The problematic feelings associated with these challenges can also create other mental health conditions such as anxiety, attention deficit hyperactivity disorder (ADHD), and affective disorders. Research indicates that adolescents with depression are also at greater risk of experiencing substance abuse.
Consulting with a mental health professional specializing in adolescent conditions can help identify the causes of depression and any co-occurring conditions.
What often triggers depression?
As with adolescence, depression in all ages is typically triggered by a combination of biological, environmental, and psychological factors.
What is the most common trigger of the first episode of major depression?
Research into what triggers the onset of major depressive disorder is ongoing. Still, experts note that it seems to be associated with painful life experiences, particularly those related to loss—for example, economic loss, unemployment, or the loss of a home or essential belongings. Interpersonal loss is a prevalent precursor as well, such as the death of a loved one, divorce, or the sudden loss of a valued relationship.
Traumatic events like war, humanitarian crises, forced migration, natural disasters, rape, violent crime, and familial violence are significant precursors to major depression, as well.
Is depression more common in adolescents?
The Centers for Disease Control (CDC) reports that the highest prevalence of depression occurs in young adults aged 18-24 years (21.5%). In 2023, Mental Health America (MHA) reported that 16.39% of adolescents aged 12-17 years experienced at least one major depressive episode within the last year.
Which characteristic is commonly associated with adolescent depression?
A 2023 study published in Child and Adolescent Psychiatry and Mental Health surveyed 549 adolescents aged 13-18 using two self-evaluation assessments. The researchers found that the group most used the words “tired” and “sad” to describe their state of mind. Interestingly, many in the group also reported using prosocial self-evaluation words like “caring” and “kind” to describe themselves.
What are the three factors that impact adolescent depression?
It is challenging to isolate three factors as the most common for impacting adolescent depression. For some adolescents, self-esteem and body image are the most impactful. For others, it may be school pressures or adverse home life circumstances. However, ongoing research indicates that a family history of depression, exposure to bullying, and a hostile family environment are the three factors most impacting adolescent depression.

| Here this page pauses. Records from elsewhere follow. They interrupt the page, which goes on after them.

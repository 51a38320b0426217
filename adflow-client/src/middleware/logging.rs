use super::{Middleware, Next};
use crate::error::ApiError;
use crate::services::request::{ApiRequest, ApiResponse};
use adflow_core::observability::REQUEST_ID_HEADER;
use async_trait::async_trait;
use reqwest::header::HeaderValue;
use std::time::Instant;
use uuid::Uuid;

/// Tags each request with an `x-request-id` and logs its outcome and latency.
#[derive(Debug, Default)]
pub struct RequestLogging;

#[async_trait]
impl Middleware for RequestLogging {
    async fn handle(
        &self,
        mut request: ApiRequest,
        next: Next<'_>,
    ) -> Result<ApiResponse, ApiError> {
        let request_id = request
            .headers()
            .get(REQUEST_ID_HEADER)
            .and_then(|h| h.to_str().ok())
            .map(|s| s.to_string())
            .unwrap_or_else(|| Uuid::new_v4().to_string());

        if let Ok(header_value) = HeaderValue::from_str(&request_id) {
            request.headers_mut().insert(REQUEST_ID_HEADER, header_value);
        }

        let method = request.method().clone();
        let path = request.path().to_string();
        let start = Instant::now();

        let outcome = next.run(request).await;
        let elapsed_ms = start.elapsed().as_millis() as u64;

        match &outcome {
            Ok(response) => tracing::debug!(
                %method,
                %path,
                %request_id,
                status = response.status().as_u16(),
                elapsed_ms,
                "request completed"
            ),
            Err(e) => tracing::warn!(
                %method,
                %path,
                %request_id,
                status = e.status().map(|s| s.as_u16()),
                elapsed_ms,
                "request failed: {}",
                e
            ),
        }

        outcome
    }
}
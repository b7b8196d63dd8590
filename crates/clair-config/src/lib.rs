//! Clair Configuration System
//!
//! Provides the global options consumed by the clair build engine:
//! - Cross and host toolchain programs (compiler, assembler, archiver)
//! - Strip tool and assembler target architecture
//! - Concurrency limit, optional global timeout and feature selection
//!
//! # Configuration Hierarchy
//!
//! Configuration is loaded and merged in the following order (later overrides earlier):
//! 1. Global config (~/.clair/config.toml)
//! 2. Project config (./clair.toml)
//! 3. Environment variables (CLAIR_*)
//! 4. Explicit values set by the embedding tool
//!
//! # Example
//!
//! ```no_run
//! use clair_config::ConfigLoader;
//! use std::path::Path;
//!
//! let mut loader = ConfigLoader::new();
//! let config = loader.load_from_directory(Path::new(".")).unwrap();
//! println!("cross compiler: {}", config.settings.cross_tools().cc);
//! ```

pub mod loader;
pub mod settings;

use std::path::PathBuf;
use thiserror::Error;

/// Configuration errors
#[derive(Error, Debug)]
pub enum ConfigError {
    #[error("Configuration file not found: {0}")]
    NotFound(PathBuf),

    #[error("Failed to read configuration file: {0}")]
    IoError(#[from] std::io::Error),

    #[error("Invalid TOML syntax in {file}: {error}")]
    TomlParseError {
        file: PathBuf,
        error: toml::de::Error,
    },

    #[error("Invalid value for '{field}': {reason}")]
    InvalidValue { field: String, reason: String },

    #[error("Home directory not found")]
    HomeNotFound,
}

/// Result type for configuration operations
pub type ConfigResult<T> = Result<T, ConfigError>;

// Re-export main types
pub use loader::{Config, ConfigLoader, CONFIG_FILE_NAME};
pub use settings::{BuildSection, Settings, ToolSet, ToolchainSection, Tools};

How does depression affect adolescent brain development?
Depressive disorders change how neurotransmitters develop and function within the prefrontal cortex and how they link between different regions of the brain. These physiological changes within the brain can disrupt how an individual processes and balances emotions.
What is the best clue for determining a problem with depression in adolescence?
Anger, irritability, and sadness are the most common traits that manifest in adolescents with depression. You may also notice changes in eating and sleep patterns, social withdrawal, and trouble with schoolwork. According to the American Psychiatric Association’s Diagnostic and Statistical Manual of Mental Disorders (DSM-V), if these symptoms persist for at least two weeks and occur more days than not, severe depression may be present.
If you suspect your teen has a depressive disorder, reach out to a mental health professional or their pediatrician for a referral for mental health services in your area. The National Institute of Mental Health also provides depression resources for parents and caregivers. Talk therapy can significantly help adolescents to understand the contributors to depression and develop practical coping skills.